* REQUIREMENT
Search the records for the string "queued" and return each line that has it.

━━━ TASK INPUT ━━━

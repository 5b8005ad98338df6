//! Battlefield terrain and fortification modifiers

use serde::{Deserialize, Serialize};
use std::str::FromStr;

use crate::core::WarhostError;

/// Extra attack-chance multiplier for charging units on open ground:
/// chance is scaled by `1 + CHARGE_BONUS`.
pub const CHARGE_BONUS: f64 = 0.5;

/// Terrain of the region being fought over.
#[derive(Debug, Clone, Copy, PartialEq, Eq, Hash, Serialize, Deserialize, Default)]
#[serde(rename_all = "snake_case")]
pub enum Terrain {
    #[default]
    Grassland,
    Forest,
    Hills,
    Swamp,
    Mountains,
}

impl Terrain {
    /// Only open ground leaves room for a cavalry charge to develop.
    pub fn allows_charge(self) -> bool {
        matches!(self, Terrain::Grassland)
    }
}

impl FromStr for Terrain {
    type Err = WarhostError;

    fn from_str(s: &str) -> Result<Self, Self::Err> {
        match s {
            "grassland" => Ok(Terrain::Grassland),
            "forest" => Ok(Terrain::Forest),
            "hills" => Ok(Terrain::Hills),
            "swamp" => Ok(Terrain::Swamp),
            "mountains" => Ok(Terrain::Mountains),
            other => Err(WarhostError::UnknownTerrain(other.to_string())),
        }
    }
}

/// Fortification protecting the defended location.
#[derive(Debug, Clone, Copy, PartialEq, Eq, Hash, Serialize, Deserialize, Default)]
#[serde(rename_all = "snake_case")]
pub enum Fortification {
    #[default]
    None,
    Palisade,
    Keep,
    Castle,
}

impl Fortification {
    /// Percent of incoming hits absorbed by the works before armor matters.
    pub fn hit_avoidance_percent(self) -> u32 {
        match self {
            Fortification::None => 0,
            Fortification::Palisade => 15,
            Fortification::Keep => 25,
            Fortification::Castle => 40,
        }
    }

    pub fn is_present(self) -> bool {
        !matches!(self, Fortification::None)
    }
}

impl FromStr for Fortification {
    type Err = WarhostError;

    fn from_str(s: &str) -> Result<Self, Self::Err> {
        match s {
            "none" => Ok(Fortification::None),
            "palisade" => Ok(Fortification::Palisade),
            "keep" => Ok(Fortification::Keep),
            "castle" => Ok(Fortification::Castle),
            other => Err(WarhostError::UnknownFortification(other.to_string())),
        }
    }
}

/// Attack-chance multiplier for a charging unit. The charge only counts on
/// open terrain against an unfortified defender.
pub fn charge_multiplier(terrain: Terrain, fortification: Fortification) -> f64 {
    if terrain.allows_charge() && !fortification.is_present() {
        1.0 + CHARGE_BONUS
    } else {
        1.0
    }
}
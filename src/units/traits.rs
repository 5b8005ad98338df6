//! Combat traits and per-unit-type trait sets
//!
//! A unit type owns a fixed set of traits; membership is a bit test, not a
//! list scan.

use serde::{Deserialize, Serialize};

/// A combat-modifying tag attached to a unit type.
#[derive(Debug, Clone, Copy, PartialEq, Eq, Hash, Serialize, Deserialize)]
#[serde(rename_all = "snake_case")]
pub enum TraitFlag {
    /// May strike any defending type, including other ranged units
    Ranged,
    /// Doubles hits assigned to mounted targets
    LongSpears,
    Mobile,
    /// Ignores the ranged-screen rule when picking targets
    Flanker,
    /// Bonus attack chance on open ground against unfortified defenders
    Charge,
    /// Each soldier attacks twice per round
    MultiAttack,
    /// Halves the target's defense stat
    ArmorPiercing,
    /// Cavalry-class; vulnerable to long spears
    Mounted,
    Unarmored,
    LightArmor,
    MediumArmor,
    HeavyArmor,
}

impl TraitFlag {
    pub const ALL: [TraitFlag; 12] = [
        TraitFlag::Ranged,
        TraitFlag::LongSpears,
        TraitFlag::Mobile,
        TraitFlag::Flanker,
        TraitFlag::Charge,
        TraitFlag::MultiAttack,
        TraitFlag::ArmorPiercing,
        TraitFlag::Mounted,
        TraitFlag::Unarmored,
        TraitFlag::LightArmor,
        TraitFlag::MediumArmor,
        TraitFlag::HeavyArmor,
    ];

    const fn bit(self) -> u16 {
        1 << (self as u16)
    }
}

/// Fixed trait set for a unit type, backed by a bitset.
#[derive(Debug, Clone, Copy, Default, PartialEq, Eq, Serialize, Deserialize)]
#[serde(from = "Vec<TraitFlag>", into = "Vec<TraitFlag>")]
pub struct TraitSet(u16);

impl TraitSet {
    pub const EMPTY: TraitSet = TraitSet(0);

    /// Build a set from a flag list (usable in `const` tables).
    pub const fn of(flags: &[TraitFlag]) -> TraitSet {
        let mut bits = 0u16;
        let mut i = 0;
        while i < flags.len() {
            bits |= flags[i].bit();
            i += 1;
        }
        TraitSet(bits)
    }

    pub const fn contains(self, flag: TraitFlag) -> bool {
        self.0 & flag.bit() != 0
    }

    pub fn insert(&mut self, flag: TraitFlag) {
        self.0 |= flag.bit();
    }

    pub fn iter(self) -> impl Iterator<Item = TraitFlag> {
        TraitFlag::ALL.into_iter().filter(move |f| self.contains(*f))
    }
}

impl From<Vec<TraitFlag>> for TraitSet {
    fn from(flags: Vec<TraitFlag>) -> Self {
        let mut set = TraitSet::EMPTY;
        for flag in flags {
            set.insert(flag);
        }
        set
    }
}

impl From<TraitSet> for Vec<TraitFlag> {
    fn from(set: TraitSet) -> Self {
        set.iter().collect()
    }
}

#[cfg(test)]
mod tests {
    use super::*;

    #[test]
    fn test_const_set_membership() {
        const SET: TraitSet = TraitSet::of(&[TraitFlag::Ranged, TraitFlag::ArmorPiercing]);
        assert!(SET.contains(TraitFlag::Ranged));
        assert!(SET.contains(TraitFlag::ArmorPiercing));
        assert!(!SET.contains(TraitFlag::Mounted));
    }

    #[test]
    fn test_empty_set_contains_nothing() {
        for flag in TraitFlag::ALL {
            assert!(!TraitSet::EMPTY.contains(flag));
        }
    }

    #[test]
    fn test_insert_then_iter_roundtrip() {
        let mut set = TraitSet::EMPTY;
        set.insert(TraitFlag::Charge);
        set.insert(TraitFlag::Mounted);
        let flags: Vec<TraitFlag> = set.iter().collect();
        assert_eq!(flags, vec![TraitFlag::Charge, TraitFlag::Mounted]);
    }

    #[test]
    fn test_vec_conversion() {
        let set = TraitSet::from(vec![TraitFlag::LongSpears, TraitFlag::LightArmor]);
        let back: Vec<TraitFlag> = set.into();
        assert_eq!(back, vec![TraitFlag::LongSpears, TraitFlag::LightArmor]);
    }
}
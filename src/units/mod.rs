//! Unit model: types, combat traits, stat catalog, and count maps

pub mod catalog;
pub mod composition;
pub mod traits;
pub mod unit_type;

pub use catalog::{UnitCatalog, UnitStats};
pub use composition::{Composition, Force};
pub use traits::{TraitFlag, TraitSet};
pub use unit_type::UnitType;
//! Shared status storage for the firmware target.
//!
//! The rig task publishes the sampling loop's [`StatusSnapshot`] into
//! lightweight atomics once per tick so the console can rebuild it without
//! touching the loop. Test identifiers are not stored here: the console is
//! the only source of start requests and supplies them when rebuilding.

use core::time::Duration;

use portable_atomic::{AtomicBool, AtomicI32, AtomicU8, AtomicU32, Ordering};
use rig_core::buffer::SAMPLE_BUFFER_CAPACITY;
use rig_core::repl::status::{
    BufferStatus, RunningTest, SensorStatus, StatusSnapshot, TestStatus,
};
use rig_core::sampling::{TestId, TestOutcome, TestSummary};

const OUTCOME_NONE: u8 = 0;
const OUTCOME_COMPLETED: u8 = 1;
const OUTCOME_ABORTED: u8 = 2;

/// Sentinel for "no remaining time" (no step active).
const REMAINING_UNKNOWN: u32 = u32::MAX;

/// Lock-free mirror of the rig's status, shared by the rig and console tasks.
pub struct StatusBoard {
    test_active: AtomicBool,
    /// Set by the console when it queues a start, cleared once the rig task handles it.
    start_pending: AtomicBool,
    step: AtomicU8,
    steps: AtomicU8,
    step_value_bits: AtomicU32,
    remaining_ms: AtomicU32,
    elapsed_ms: AtomicU32,

    buffer_len: AtomicU32,
    buffer_dropped: AtomicU32,
    batches_uploaded: AtomicU32,
    batches_failed: AtomicU32,

    load_cell_bits: AtomicU32,
    load_cell_valid: AtomicBool,
    ready_percent: AtomicU8,
    bus_voltage_bits: AtomicU32,
    bus_current_bits: AtomicU32,
    commanded_bits: AtomicU32,
    tare: AtomicI32,

    summary_outcome: AtomicU8,
    summary_steps: AtomicU8,
    summary_duration_ms: AtomicU32,
    summary_samples: AtomicU32,
    summary_dropped: AtomicU32,
    summary_uploaded: AtomicU32,
    summary_failed: AtomicU32,
}

fn store_f32(slot: &AtomicU32, value: f32) {
    slot.store(value.to_bits(), Ordering::Relaxed);
}

fn load_f32(slot: &AtomicU32) -> f32 {
    f32::from_bits(slot.load(Ordering::Relaxed))
}

fn saturating_u8(value: usize) -> u8 {
    u8::try_from(value).unwrap_or(u8::MAX)
}

fn saturating_u32(value: usize) -> u32 {
    u32::try_from(value).unwrap_or(u32::MAX)
}

fn millis_u32(duration: Duration) -> u32 {
    u32::try_from(duration.as_millis()).unwrap_or(u32::MAX)
}

fn millis(raw: u32) -> Duration {
    Duration::from_millis(u64::from(raw))
}

impl StatusBoard {
    pub const fn new() -> Self {
        Self {
            test_active: AtomicBool::new(false),
            start_pending: AtomicBool::new(false),
            step: AtomicU8::new(0),
            steps: AtomicU8::new(0),
            step_value_bits: AtomicU32::new(0),
            remaining_ms: AtomicU32::new(REMAINING_UNKNOWN),
            elapsed_ms: AtomicU32::new(0),
            buffer_len: AtomicU32::new(0),
            buffer_dropped: AtomicU32::new(0),
            batches_uploaded: AtomicU32::new(0),
            batches_failed: AtomicU32::new(0),
            load_cell_bits: AtomicU32::new(0),
            load_cell_valid: AtomicBool::new(false),
            ready_percent: AtomicU8::new(0),
            bus_voltage_bits: AtomicU32::new(0),
            bus_current_bits: AtomicU32::new(0),
            commanded_bits: AtomicU32::new(0),
            tare: AtomicI32::new(0),
            summary_outcome: AtomicU8::new(OUTCOME_NONE),
            summary_steps: AtomicU8::new(0),
            summary_duration_ms: AtomicU32::new(0),
            summary_samples: AtomicU32::new(0),
            summary_dropped: AtomicU32::new(0),
            summary_uploaded: AtomicU32::new(0),
            summary_failed: AtomicU32::new(0),
        }
    }

    /// Returns `true` while a test runs or a start request is still queued.
    pub fn test_active(&self) -> bool {
        self.test_active.load(Ordering::Relaxed) || self.start_pending.load(Ordering::Relaxed)
    }

    pub fn mark_start_pending(&self) {
        self.start_pending.store(true, Ordering::Relaxed);
    }

    pub fn clear_start_pending(&self) {
        self.start_pending.store(false, Ordering::Relaxed);
    }

    pub fn record_tare(&self, tare: i32) {
        self.tare.store(tare, Ordering::Relaxed);
    }

    /// Publishes the sampling loop's view of the rig.
    pub fn record_snapshot(&self, snapshot: &StatusSnapshot) {
        match &snapshot.test {
            TestStatus::Running(run) => {
                self.step.store(saturating_u8(run.step), Ordering::Relaxed);
                self.steps.store(saturating_u8(run.steps), Ordering::Relaxed);
                store_f32(&self.step_value_bits, run.value);
                self.remaining_ms.store(
                    run.remaining.map_or(REMAINING_UNKNOWN, millis_u32),
                    Ordering::Relaxed,
                );
                self.elapsed_ms
                    .store(millis_u32(run.elapsed), Ordering::Relaxed);
                self.test_active.store(true, Ordering::Relaxed);
            }
            TestStatus::Idle => self.test_active.store(false, Ordering::Relaxed),
        }

        let buffer = &snapshot.buffer;
        self.buffer_len
            .store(saturating_u32(buffer.len), Ordering::Relaxed);
        self.buffer_dropped.store(buffer.dropped, Ordering::Relaxed);
        self.batches_uploaded
            .store(buffer.batches_uploaded, Ordering::Relaxed);
        self.batches_failed
            .store(buffer.batches_failed, Ordering::Relaxed);

        let sensors = &snapshot.sensors;
        store_f32(&self.load_cell_bits, sensors.load_cell);
        self.load_cell_valid
            .store(sensors.load_cell_valid, Ordering::Relaxed);
        self.ready_percent
            .store(sensors.ready_percent, Ordering::Relaxed);
        store_f32(&self.bus_voltage_bits, sensors.bus_voltage_v);
        store_f32(&self.bus_current_bits, sensors.bus_current_ma);
        store_f32(&self.commanded_bits, snapshot.commanded);
        self.tare.store(snapshot.tare, Ordering::Relaxed);

        if let Some(summary) = &snapshot.last_summary {
            self.record_summary(summary);
        }
    }

    fn record_summary(&self, summary: &TestSummary) {
        let outcome = match summary.outcome {
            TestOutcome::Completed => OUTCOME_COMPLETED,
            TestOutcome::Aborted => OUTCOME_ABORTED,
        };
        self.summary_steps
            .store(saturating_u8(summary.steps_run), Ordering::Relaxed);
        self.summary_duration_ms
            .store(millis_u32(summary.duration), Ordering::Relaxed);
        self.summary_samples
            .store(summary.samples, Ordering::Relaxed);
        self.summary_dropped
            .store(summary.dropped, Ordering::Relaxed);
        self.summary_uploaded
            .store(summary.batches_uploaded, Ordering::Relaxed);
        self.summary_failed
            .store(summary.batches_failed, Ordering::Relaxed);
        self.summary_outcome.store(outcome, Ordering::Relaxed);
    }

    fn last_summary(&self, test_id: Option<&TestId>) -> Option<TestSummary> {
        let outcome = match self.summary_outcome.load(Ordering::Relaxed) {
            OUTCOME_COMPLETED => TestOutcome::Completed,
            OUTCOME_ABORTED => TestOutcome::Aborted,
            _ => return None,
        };

        Some(TestSummary {
            test_id: test_id.cloned().unwrap_or_default(),
            outcome,
            steps_run: usize::from(self.summary_steps.load(Ordering::Relaxed)),
            duration: millis(self.summary_duration_ms.load(Ordering::Relaxed)),
            samples: self.summary_samples.load(Ordering::Relaxed),
            dropped: self.summary_dropped.load(Ordering::Relaxed),
            batches_uploaded: self.summary_uploaded.load(Ordering::Relaxed),
            batches_failed: self.summary_failed.load(Ordering::Relaxed),
        })
    }

    /// Rebuilds a [`StatusSnapshot`] from the stored metrics.
    ///
    /// `test_id` names the running (or most recently started) test.
    pub fn snapshot(&self, test_id: Option<&TestId>) -> StatusSnapshot {
        let test = if self.test_active.load(Ordering::Relaxed) {
            let remaining = match self.remaining_ms.load(Ordering::Relaxed) {
                REMAINING_UNKNOWN => None,
                raw => Some(millis(raw)),
            };
            TestStatus::Running(RunningTest {
                test_id: test_id.cloned().unwrap_or_default(),
                step: usize::from(self.step.load(Ordering::Relaxed)),
                steps: usize::from(self.steps.load(Ordering::Relaxed)),
                value: load_f32(&self.step_value_bits),
                remaining,
                elapsed: millis(self.elapsed_ms.load(Ordering::Relaxed)),
            })
        } else {
            TestStatus::Idle
        };

        StatusSnapshot {
            test,
            buffer: BufferStatus {
                len: self.buffer_len.load(Ordering::Relaxed) as usize,
                capacity: SAMPLE_BUFFER_CAPACITY,
                dropped: self.buffer_dropped.load(Ordering::Relaxed),
                batches_uploaded: self.batches_uploaded.load(Ordering::Relaxed),
                batches_failed: self.batches_failed.load(Ordering::Relaxed),
            },
            sensors: SensorStatus {
                load_cell: load_f32(&self.load_cell_bits),
                load_cell_valid: self.load_cell_valid.load(Ordering::Relaxed),
                ready_percent: self.ready_percent.load(Ordering::Relaxed),
                bus_voltage_v: load_f32(&self.bus_voltage_bits),
                bus_current_ma: load_f32(&self.bus_current_bits),
            },
            commanded: load_f32(&self.commanded_bits),
            tare: self.tare.load(Ordering::Relaxed),
            last_summary: self.last_summary(test_id),
        }
    }
}

impl Default for StatusBoard {
    fn default() -> Self {
        Self::new()
    }
}
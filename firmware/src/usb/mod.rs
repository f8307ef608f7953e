//! Dual-CDC USB composite device.
//!
//! CDC0 carries the operator console and CDC1 the sample uplink. The rest of
//! the firmware takes each port's split handles without touching the Embassy
//! builder.

use embassy_usb::class::cdc_acm::{CdcAcmClass, ControlChanged, Receiver, Sender, State};
use embassy_usb::driver::Driver;
use embassy_usb::{Builder, Config, UsbDevice};

/// CDC interfaces exposed by the rig.
#[derive(Clone, Copy, Debug, Eq, PartialEq)]
pub enum UsbPortKind {
    /// Operator console (CDC0).
    Console,
    /// Newline-delimited JSON samples (CDC1).
    Uplink,
}

pub const MAX_PACKET_SIZE: u16 = 64;

const CONTROL_BUFFER_LEN: usize = 64;
const CONFIG_DESCRIPTOR_LEN: usize = 256;
const BOS_DESCRIPTOR_LEN: usize = 256;
const MSOS_DESCRIPTOR_LEN: usize = 256;

/// pid.codes test VID/PID.
const USB_VID: u16 = 0x1209;
const USB_PID: u16 = 0x0001;

#[derive(Clone, Copy, Debug)]
pub struct UsbDeviceStrings {
    pub manufacturer: &'static str,
    pub product: &'static str,
    pub serial_number: Option<&'static str>,
}

impl Default for UsbDeviceStrings {
    fn default() -> Self {
        Self {
            manufacturer: "Motor Test Rig",
            product: "Thrust Stand Controller",
            serial_number: None,
        }
    }
}

/// Descriptor buffers and CDC state; must outlive the device.
pub struct UsbDeviceStorage {
    control_buf: [u8; CONTROL_BUFFER_LEN],
    config_descriptor: [u8; CONFIG_DESCRIPTOR_LEN],
    bos_descriptor: [u8; BOS_DESCRIPTOR_LEN],
    msos_descriptor: [u8; MSOS_DESCRIPTOR_LEN],
    console_state: State<'static>,
    uplink_state: State<'static>,
}

impl UsbDeviceStorage {
    pub fn new() -> Self {
        Self {
            control_buf: [0; CONTROL_BUFFER_LEN],
            config_descriptor: [0; CONFIG_DESCRIPTOR_LEN],
            bos_descriptor: [0; BOS_DESCRIPTOR_LEN],
            msos_descriptor: [0; MSOS_DESCRIPTOR_LEN],
            console_state: State::new(),
            uplink_state: State::new(),
        }
    }
}

/// Split handles for one CDC ACM port.
pub struct CdcPort<D: Driver<'static>> {
    pub kind: UsbPortKind,
    pub sender: Sender<'static, D>,
    pub receiver: Receiver<'static, D>,
    pub control: ControlChanged<'static>,
}

impl<D: Driver<'static>> CdcPort<D> {
    fn split(kind: UsbPortKind, class: CdcAcmClass<'static, D>) -> Self {
        let (sender, receiver, control) = class.split_with_control();
        Self {
            kind,
            sender,
            receiver,
            control,
        }
    }
}

pub struct UsbComposite<D: Driver<'static>> {
    pub device: UsbDevice<'static, D>,
    console: Option<CdcPort<D>>,
    uplink: Option<CdcPort<D>>,
}

impl<D: Driver<'static>> UsbComposite<D> {
    pub fn new(driver: D, storage: &'static mut UsbDeviceStorage, strings: UsbDeviceStrings) -> Self {
        let mut config = Config::new(USB_VID, USB_PID);
        config.manufacturer = Some(strings.manufacturer);
        config.product = Some(strings.product);
        config.serial_number = strings.serial_number;
        #[allow(clippy::cast_possible_truncation)]
        {
            config.max_packet_size_0 = MAX_PACKET_SIZE as u8;
        }
        config.max_power = 100;
        // IAD composite so both CDC functions bind on every host.
        config.device_class = 0xEF;
        config.device_sub_class = 0x02;
        config.device_protocol = 0x01;
        config.composite_with_iads = true;

        let mut builder = Builder::new(
            driver,
            config,
            &mut storage.config_descriptor,
            &mut storage.bos_descriptor,
            &mut storage.msos_descriptor,
            &mut storage.control_buf,
        );

        let console = CdcAcmClass::new(&mut builder, &mut storage.console_state, MAX_PACKET_SIZE);
        let uplink = CdcAcmClass::new(&mut builder, &mut storage.uplink_state, MAX_PACKET_SIZE);

        Self {
            device: builder.build(),
            console: Some(CdcPort::split(UsbPortKind::Console, console)),
            uplink: Some(CdcPort::split(UsbPortKind::Uplink, uplink)),
        }
    }

    pub fn take_port(&mut self, kind: UsbPortKind) -> Option<CdcPort<D>> {
        match kind {
            UsbPortKind::Console => self.console.take(),
            UsbPortKind::Uplink => self.uplink.take(),
        }
    }
}

/// Waits until the host asserts DTR on the port.
pub async fn wait_for_dtr<D: Driver<'static>>(
    control: &ControlChanged<'static>,
    sender: &Sender<'static, D>,
) {
    while !sender.dtr() {
        control.control_changed().await;
    }
}
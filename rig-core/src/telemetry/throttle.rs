use core::time::Duration;

use super::TelemetryInstant;

/// Rate limiter for repetitive log lines (e.g. "buffer full, waiting to send").
#[derive(Clone, Copy, Debug)]
pub struct LogThrottle<TInstant> {
    interval: Duration,
    last_emitted: Option<TInstant>,
}

impl<TInstant> LogThrottle<TInstant>
where
    TInstant: TelemetryInstant,
{
    /// Creates a throttle that allows one emission per `interval`.
    #[must_use]
    pub const fn new(interval: Duration) -> Self {
        Self {
            interval,
            last_emitted: None,
        }
    }

    /// Returns `true` (and arms the throttle) when the caller may log at `now`.
    pub fn should_emit(&mut self, now: TInstant) -> bool {
        let due = match self.last_emitted {
            None => true,
            Some(previous) => now.saturating_duration_since(previous) >= self.interval,
        };

        if due {
            self.last_emitted = Some(now);
        }
        due
    }

    /// Forgets the last emission so the next call is allowed immediately.
    pub fn reset(&mut self) {
        self.last_emitted = None;
    }
}

#[cfg(test)]
mod tests {
    use super::*;

    #[derive(Copy, Clone, Debug)]
    struct Millis(u64);

    impl TelemetryInstant for Millis {
        fn saturating_duration_since(&self, earlier: Self) -> Duration {
            Duration::from_millis(self.0.saturating_sub(earlier.0))
        }
    }

    #[test]
    fn emits_at_most_once_per_interval() {
        let mut throttle = LogThrottle::new(Duration::from_secs(1));
        assert!(throttle.should_emit(Millis(0)));
        assert!(!throttle.should_emit(Millis(10)));
        assert!(!throttle.should_emit(Millis(999)));
        assert!(throttle.should_emit(Millis(1_000)));
        assert!(!throttle.should_emit(Millis(1_500)));

        throttle.reset();
        assert!(throttle.should_emit(Millis(1_501)));
    }
}
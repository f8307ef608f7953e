use embassy_futures::join::{join, join3};
use embassy_futures::select::{Either, Either3, select, select3};
use embassy_stm32 as hal;
use embassy_stm32::Peri;
use embassy_usb::class::cdc_acm::Sender;
use embassy_usb::driver::{Driver, EndpointError};

use super::{CONSOLE_RX_QUEUE, CONSOLE_TX_QUEUE, UPLINK_QUEUE, USB_STORAGE};
use crate::console::ConsoleFrame;
use crate::rig::UplinkBatch;
use crate::uplink::{self, UplinkLine};
use crate::usb::{self, CdcPort, UsbDeviceStrings, UsbPortKind};

embassy_stm32::bind_interrupts!(struct UsbIrqs {
    USB_UCPD1_2 => embassy_stm32::usb::InterruptHandler<hal::peripherals::USB>;
});

const PACKET_LEN: usize = usb::MAX_PACKET_SIZE as usize;

#[embassy_executor::task]
pub async fn run(
    usb: Peri<'static, hal::peripherals::USB>,
    dp: Peri<'static, hal::peripherals::PA12>,
    dm: Peri<'static, hal::peripherals::PA11>,
) -> ! {
    let storage = USB_STORAGE.init(usb::UsbDeviceStorage::new());
    let driver = embassy_stm32::usb::Driver::new(usb, UsbIrqs, dp, dm);
    let mut composite = usb::UsbComposite::new(driver, storage, UsbDeviceStrings::default());

    let console = composite
        .take_port(UsbPortKind::Console)
        .expect("console CDC interface unavailable");
    let uplink = composite
        .take_port(UsbPortKind::Uplink)
        .expect("uplink CDC interface unavailable");

    let mut device = composite.device;
    join3(device.run(), run_console(console), run_uplink(uplink)).await;
    loop {
        core::future::pending::<()>().await;
    }
}

async fn run_console<D: Driver<'static>>(port: CdcPort<D>) -> ! {
    let CdcPort {
        mut sender,
        mut receiver,
        control,
        ..
    } = port;
    let rx_queue = CONSOLE_RX_QUEUE.sender();
    let tx_queue = CONSOLE_TX_QUEUE.receiver();
    let mut ingress = [0u8; PACKET_LEN];
    let mut pending_tx: Option<ConsoleFrame> = None;

    loop {
        join(receiver.wait_connection(), sender.wait_connection()).await;
        usb::wait_for_dtr(&control, &sender).await;
        // Replies queued for a previous host are stale.
        pending_tx = None;
        while tx_queue.try_receive().is_ok() {}
        defmt::info!("usb: console connected");

        loop {
            let outcome = select3(
                receiver.read_packet(&mut ingress),
                async {
                    let frame = match pending_tx.take() {
                        Some(frame) => frame,
                        None => tx_queue.receive().await,
                    };
                    let result = sender.write_packet(&frame).await;
                    if result.is_err() {
                        pending_tx = Some(frame);
                    }
                    result
                },
                control.control_changed(),
            )
            .await;

            match outcome {
                Either3::First(Ok(0)) | Either3::Second(Ok(())) => {}
                Either3::First(Ok(count)) => match ConsoleFrame::from_slice(&ingress[..count]) {
                    Ok(frame) => rx_queue.send(frame).await,
                    Err(()) => defmt::warn!("usb: dropping console frame len={}", count),
                },
                Either3::First(Err(EndpointError::Disabled))
                | Either3::Second(Err(EndpointError::Disabled)) => {
                    defmt::warn!("usb: console disabled");
                    break;
                }
                Either3::First(Err(_)) | Either3::Second(Err(_)) => {
                    defmt::warn!("usb: console transfer error");
                }
                Either3::Third(()) => {
                    if !sender.dtr() {
                        defmt::warn!("usb: console host dropped DTR");
                        break;
                    }
                }
            }
        }
    }
}

async fn run_uplink<D: Driver<'static>>(port: CdcPort<D>) -> ! {
    let CdcPort {
        mut sender,
        mut receiver,
        control,
        ..
    } = port;
    let batches = UPLINK_QUEUE.receiver();

    loop {
        join(receiver.wait_connection(), sender.wait_connection()).await;
        usb::wait_for_dtr(&control, &sender).await;
        defmt::info!("usb: uplink connected");

        loop {
            match select(batches.receive(), control.control_changed()).await {
                Either::First(batch) => match write_batch(&mut sender, &batch).await {
                    Ok(()) => {}
                    Err(EndpointError::Disabled) => {
                        defmt::warn!("usb: uplink disabled mid-batch");
                        break;
                    }
                    Err(EndpointError::BufferOverflow) => {
                        defmt::warn!("usb: uplink packet overflow");
                    }
                },
                Either::Second(()) => {
                    if !sender.dtr() {
                        defmt::warn!("usb: uplink host dropped DTR");
                        break;
                    }
                }
            }
        }
    }
}

async fn write_batch<D: Driver<'static>>(
    sender: &mut Sender<'static, D>,
    batch: &UplinkBatch,
) -> Result<(), EndpointError> {
    let mut line = UplinkLine::new();
    for snapshot in &batch.snapshots {
        if uplink::encode_line(&mut line, &batch.test_id, snapshot).is_err() {
            defmt::warn!("usb: uplink line truncated");
            continue;
        }
        write_text(sender, line.as_bytes()).await?;
    }
    defmt::debug!("usb: uplinked {} samples", batch.snapshots.len());
    Ok(())
}

async fn write_text<D: Driver<'static>>(
    sender: &mut Sender<'static, D>,
    bytes: &[u8],
) -> Result<(), EndpointError> {
    for packet in bytes.chunks(PACKET_LEN) {
        sender.write_packet(packet).await?;
    }
    // A full final packet needs a ZLP to end the transfer.
    if bytes.len() % PACKET_LEN == 0 {
        sender.write_packet(&[]).await?;
    }
    Ok(())
}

━━━

* ANSWER AREA
    /// Returns `true` while a test runs or a start request is still queued.
        // Replies queued for a previous host are stale.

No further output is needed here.